The Apollo One Tragedy and Investigation
On January 27, 1967, astronauts Virgil I. “Gus” Grissom, Edward H. White II, and Roger B. Chaffee continued their training for the first manned Apollo flight. Designated as Apollo/Saturn 204, the mission involved a 14-day spaceflight and a check-out of primary systems designed for a future flight to the moon.
At 1:00pm, the crew entered the Command Module to begin a “plugs-out” test that disconnected the spacecraft from all external power systems and tested the internal electrical power system. The test occurred with the Command and Service Modules mounted on the Saturn IB booster at Pad 34. Several minor problems delayed the tests. A larger communications failure caused Mission Control to place a hold on the count until 5:40pm.
At 6:31pm, Roger Chaffee reported “Fire, I smell fire.” Seconds later, Ed White exclaimed, “Fire in the Cockpit.” Several other voice transmissions included “They’re fighting a bad fire—let’s get out.” “Open’er up.” “We’re burning up….” The last transmission ended within 17 seconds after the first report of the fire. Grissom, White, and Chaffee perished within 30 seconds due to smoke inhalation and burns.
The aftermath of the tragedy included an investigation that included teams of engineers, astronauts, and contractors who disassembled and studied the command module. The following quotation from Colonel Al Worden’s NASA Oral History provides a personal overview of the investigation:
WORDEN: “Well…they assigned, after the fire…a team to basically reinvent the command module. …The fire was not caused by the hatch, but the hatch is what cost the three lives, because they couldn’t get [it] open. The fire was caused by an electric spark inside that touched off all the foam rubber they had inside in a pure oxygen environment. It’s like an explosive, and the guys didn’t have a chance.

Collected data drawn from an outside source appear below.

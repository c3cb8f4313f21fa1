//! Redis backend handler and cache
//!
//! The handler serves `redis://` resources: the entity's rendered `key`
//! is fetched with a plain GET and a missing key maps to `NotFound`.
//! Understood URL query parameters: `db` (database index), `lazy=1` (skip
//! the first-use PING probe) and `cancellable=1` (bound the GET by the
//! entity timeout inside the driver as well). Pool sizing parameters of
//! other drivers are accepted and ignored; the multiplexed connection
//! manager replaces a pool.

use std::collections::HashMap;
use std::sync::atomic::{AtomicBool, Ordering};
use std::time::Duration;

use async_trait::async_trait;
use bytes::Bytes;
use http::HeaderMap;
use redis::aio::ConnectionManager;
use redis::AsyncCommands;
use tokio::sync::OnceCell;
use tracing::debug;

use crate::error::{EsiError, Result};
use crate::esicache::Cacher;
use crate::resource::{ResourceArgs, ResourceHandler, ResourceOptions};

struct RedisConnector {
    url: String,
    client: redis::Client,
    conn: OnceCell<ConnectionManager>,
    ping_on_connect: bool,
}

impl std::fmt::Debug for RedisConnector {
    fn fmt(&self, f: &mut std::fmt::Formatter<'_>) -> std::fmt::Result {
        f.debug_struct("RedisConnector")
            .field("url", &self.url)
            .field("ping_on_connect", &self.ping_on_connect)
            .finish_non_exhaustive()
    }
}

impl RedisConnector {
    fn new(raw_url: &str, ping_default: bool) -> Result<(Self, HashMap<String, String>)> {
        let (base, params) = split_query(raw_url);

        let mut connect_url = base.to_string();
        if let Some(db) = params.get("db") {
            if !db.is_empty() && !has_db_path(&connect_url) {
                if !connect_url.ends_with('/') {
                    connect_url.push('/');
                }
                connect_url.push_str(db);
            }
        }

        let client = redis::Client::open(connect_url.as_str()).map_err(|e| {
            EsiError::NotValid(format!("cannot parse redis URL {:?}: {}", raw_url, e))
        })?;

        let lazy = params.get("lazy").map(|v| v == "1").unwrap_or(false);
        Ok((
            RedisConnector {
                url: raw_url.to_string(),
                client,
                conn: OnceCell::new(),
                ping_on_connect: ping_default && !lazy,
            },
            params,
        ))
    }

    /// The shared multiplexed connection, established on first use.
    async fn connection(&self) -> Result<ConnectionManager> {
        let conn = self
            .conn
            .get_or_try_init(|| async {
                let conn = self
                    .client
                    .get_connection_manager()
                    .await
                    .map_err(|e| map_redis_error(&self.url, e))?;
                if self.ping_on_connect {
                    let mut probe = conn.clone();
                    let pong: String = redis::cmd("PING")
                        .query_async(&mut probe)
                        .await
                        .map_err(|e| EsiError::Fatal(format!("redis PING {:?}: {}", self.url, e)))?;
                    if pong != "PONG" {
                        return Err(EsiError::Fatal(format!(
                            "redis PING {:?} answered {:?}",
                            self.url, pong
                        )));
                    }
                }
                Ok(conn)
            })
            .await?;
        Ok(conn.clone())
    }
}

fn split_query(url: &str) -> (&str, HashMap<String, String>) {
    let Some((base, query)) = url.split_once('?') else {
        return (url, HashMap::new());
    };
    let params = query
        .split('&')
        .filter_map(|pair| {
            let (k, v) = pair.split_once('=')?;
            Some((k.to_string(), v.to_string()))
        })
        .collect();
    (base, params)
}

/// Whether a redis URL already selects a database via its path.
fn has_db_path(url: &str) -> bool {
    url.split_once("://")
        .map(|(_, rest)| rest.contains('/') && !rest.ends_with('/'))
        .unwrap_or(false)
}

fn map_redis_error(url: &str, e: redis::RedisError) -> EsiError {
    if e.is_timeout() {
        EsiError::Timeout(format!("redis {:?}: {}", url, e))
    } else if e.is_connection_dropped() {
        EsiError::AlreadyClosed(format!("redis {:?}: {}", url, e))
    } else {
        EsiError::Temporary(format!("redis {:?}: {}", url, e))
    }
}

/// Handler for `redis://` resources: GET by the entity's rendered key.
#[derive(Debug)]
pub struct RedisHandler {
    connector: RedisConnector,
    cancellable: bool,
    closed: AtomicBool,
}

impl RedisHandler {
    /// Build from factory options. The connection is established on first
    /// use; `lazy=1` additionally skips the PING probe issued then.
    pub fn new(opts: &ResourceOptions) -> Result<Self> {
        let (connector, params) = RedisConnector::new(&opts.url, true)?;
        Ok(RedisHandler {
            connector,
            cancellable: params.get("cancellable").map(|v| v == "1").unwrap_or(false),
            closed: AtomicBool::new(false),
        })
    }
}

#[async_trait]
impl ResourceHandler for RedisHandler {
    async fn do_request(&self, args: &ResourceArgs) -> Result<(Option<HeaderMap>, Bytes)> {
        args.validate_with_key()?;
        if self.closed.load(Ordering::Acquire) {
            return Err(EsiError::AlreadyClosed(format!(
                "redis {:?} has been shut down",
                self.connector.url
            )));
        }
        let key = args.tag.key.as_deref().unwrap_or_default();

        let mut conn = self.connector.connection().await?;
        let lookup = async {
            conn.get::<_, Option<Vec<u8>>>(key)
                .await
                .map_err(|e| map_redis_error(&self.connector.url, e))
        };

        let value = if self.cancellable {
            match tokio::time::timeout(args.tag.timeout, lookup).await {
                Ok(value) => value?,
                Err(_) => {
                    return Err(EsiError::Timeout(format!(
                        "redis {:?}: GET {:?} exceeded {:?}",
                        self.connector.url, key, args.tag.timeout
                    )))
                }
            }
        } else {
            lookup.await?
        };

        let Some(mut value) = value else {
            return Err(EsiError::NotFound(format!(
                "redis {:?}: key {:?} not found",
                self.connector.url, key
            )));
        };

        let limit = args.tag.max_body_size as usize;
        if value.len() > limit {
            debug!(url = %self.connector.url, key, limit, "redis value truncated");
            value.truncate(limit);
        }
        Ok((None, Bytes::from(value)))
    }

    async fn close(&self) -> Result<()> {
        self.closed.store(true, Ordering::Release);
        Ok(())
    }
}

/// A [`Cacher`] over the same connection machinery, for `cache redis://...`
/// configuration lines.
pub struct RedisCache {
    connector: RedisConnector,
}

impl RedisCache {
    pub fn new(url: &str) -> Result<Self> {
        // A cache probe failing at startup is the host's concern, not a
        // request's; never PING here.
        let (connector, _) = RedisConnector::new(url, false)?;
        Ok(RedisCache { connector })
    }
}

#[async_trait]
impl Cacher for RedisCache {
    async fn set(&self, key: &str, value: Bytes, ttl: Duration) -> Result<()> {
        let mut conn = self.connector.connection().await?;
        conn.set_ex::<_, _, ()>(key, value.as_ref(), ttl.as_secs().max(1))
            .await
            .map_err(|e| map_redis_error(&self.connector.url, e))
    }

    async fn get(&self, key: &str) -> Result<Option<Bytes>> {
        let mut conn = self.connector.connection().await?;
        let value: Option<Vec<u8>> = conn
            .get(key)
            .await
            .map_err(|e| map_redis_error(&self.connector.url, e))?;
        Ok(value.map(Bytes::from))
    }
}

#[cfg(test)]
mod tests {
    use super::*;

    #[test]
    fn test_split_query() {
        let (base, params) = split_query("redis://localhost:6379?db=2&lazy=1&max_active=10");
        assert_eq!(base, "redis://localhost:6379");
        assert_eq!(params.get("db").unwrap(), "2");
        assert_eq!(params.get("lazy").unwrap(), "1");
        // pool parameters are carried along but unused
        assert_eq!(params.get("max_active").unwrap(), "10");

        let (base, params) = split_query("redis://localhost:6379/0");
        assert_eq!(base, "redis://localhost:6379/0");
        assert!(params.is_empty());
    }

    #[test]
    fn test_has_db_path() {
        assert!(has_db_path("redis://localhost:6379/0"));
        assert!(!has_db_path("redis://localhost:6379"));
        assert!(!has_db_path("redis://localhost:6379/"));
    }

    #[test]
    fn test_new_handler_parses_url() {
        let opts = ResourceOptions::new("redis://localhost:6379?db=1&lazy=1", "kv");
        assert!(RedisHandler::new(&opts).is_ok());
    }

    #[test]
    fn test_new_handler_rejects_bad_url() {
        let opts = ResourceOptions::new("redis://:@[/", "kv");
        match RedisHandler::new(&opts) {
            Err(e) => assert!(e.is_not_valid()),
            Ok(_) => panic!("expected an error"),
        }
    }

    #[tokio::test]
    async fn test_closed_handler_reports_already_closed() {
        let opts = ResourceOptions::new("redis://localhost:6379?lazy=1", "kv");
        let handler = RedisHandler::new(&opts).unwrap();
        handler.close().await.unwrap();

        let args = ResourceArgs {
            request: crate::resource::RequestSnapshot::get("http://outer/"),
            url: "redis://localhost:6379".into(),
            tag: crate::resource::TagArgs {
                timeout: Duration::from_millis(50),
                max_body_size: 100,
                key: Some("k".into()),
                ..crate::resource::TagArgs::default()
            },
        };
        let err = handler.do_request(&args).await.unwrap_err();
        assert!(matches!(err, EsiError::AlreadyClosed(_)), "{err}");
    }
}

So they put together a team headed by Frank Borman to reinvent, if you will, the spacecraft. We came up with the hatch that’s on it today, or that was it till they quit using it, that opened only outward. The original hatch, you had to pull the hatch inside, put it against the frame from the inside, and bolt it down. That provided the pressure seals. If you get in space, you [have] pressure inside the spacecraft, you [have] zero pressure on the outside, and that pressure inside is helping to maintain that seal.
The problem is if the pressure goes way out of sight inside, you can’t get that hatch open. …The pressure vessel on the spacecraft burst at about 32 psi, something like that. I mean, it was astronomical in terms of what it should have been. That had to be redesigned.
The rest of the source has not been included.